Mientras que sus detractores se desgañitan espantándonos con el petate del muerto, anunciando una crisis económica sin precedentes; y mientras que los organismos internacionales que por decenios han estado controlando la riqueza del mundo señalan que México no crecerá lo que se tiene proyectado en este 2019, dentro del país los que sí contribuimos al crecimiento del Producto Interno Bruto mediante la producción de productos y servicios diversos (sin ver desarrollo), y con el agregado de la generación de empleos, estamos esperando que si no nos bajan la carga impositiva, al menos que no la aumenten.
Al contrario, pedimos se simplifique la miscelánea fiscal y que a los contribuyentes se nos permitan mayores facilidades para deducir sobre todo el IVA, así como también que baje el Impuesto Sobre la Renta, con el cual se gravan las utilidades de una empresa y de las personas físicas, que en este momento es de los más altos del mundo. De verdad que es una tortura el pago de impuestos, y que el Servicio de Administración Tributaria no perdona un retraso. Basta que un mes no se pague impuesto, para que el SAT esté enviando avisos de cobro a los correos electrónicos, y en determinado momento desplazan a los inspectores a requerir el pago personalmente con el levantamiento de un acta de multa.
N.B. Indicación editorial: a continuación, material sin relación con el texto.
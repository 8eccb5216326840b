//! Response cache for remote resource collections.
//!
//! Each resource module (workspaces, boards, cards, users) of each backend
//! instance owns its own [`ResponseCache`]. Nothing in this crate is global:
//! isolation between instances comes from the fact that two instances never
//! hold the same cache object.
//!
//! # Contract
//!
//! - A live entry is returned as-is and counted as a hit.
//! - A key with a fetch already in flight joins that fetch (also a hit).
//!   At most one fetch per key is ever outstanding.
//! - Otherwise the fetch runs once, its result is stored for the TTL, and the
//!   pending slot is cleared whether the fetch succeeded or not.
//! - [`ResponseCache::invalidate`] removes matching entries *and* matching
//!   in-flight fetches. A fetch whose slot was invalidated still answers its
//!   callers but never writes into the cache.
//!
//! # Key Naming
//!
//! Keys are `<collection>:<scope>`, e.g. `workspaces:all` or `cards:42`, so a
//! pattern such as `^cards:` targets one collection without touching others.
//! Use [`ResponseCache::key`] to build them.
//!
//! # Example
//!
//! ```ignore
//! let cache = ResponseCache::new("workspaces", "production", CacheConfig::default());
//!
//! let all = cache
//!     .get(&cache.key("all"), move || async move { api.list_workspaces().await })
//!     .await?;
//!
//! // After a write
//! cache.invalidate("^workspaces:");
//! ```

pub mod config;
pub mod pattern;
pub mod response;
pub mod stats;

pub use config::CacheConfig;
pub use pattern::KeyPattern;
pub use response::ResponseCache;
pub use stats::CacheStats;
Y estamos hablando solamente de los dos impuestos federales más importantes, pero no son los únicos. Un ciudadano debe pagar también impuestos estatales y municipales, como el impuesto predial, servicios y licencias, refrendos de placas, así como también enfrentamos el cobro ilegal de derechos, que por ser tales no se nos deberían de cobrar; es el caso del Derecho de Alumbrado Público (DAP), que con la anuencia de los presidentes municipales en turno la CFE lo cobra puntualmente en el recibo de luz, a razón de 13 por ciento bimestral. Por lo tanto, los particulares pagamos el alumbrado público, pero a pesar de ello los ayuntamientos reportan grandes adeudos en este rubro.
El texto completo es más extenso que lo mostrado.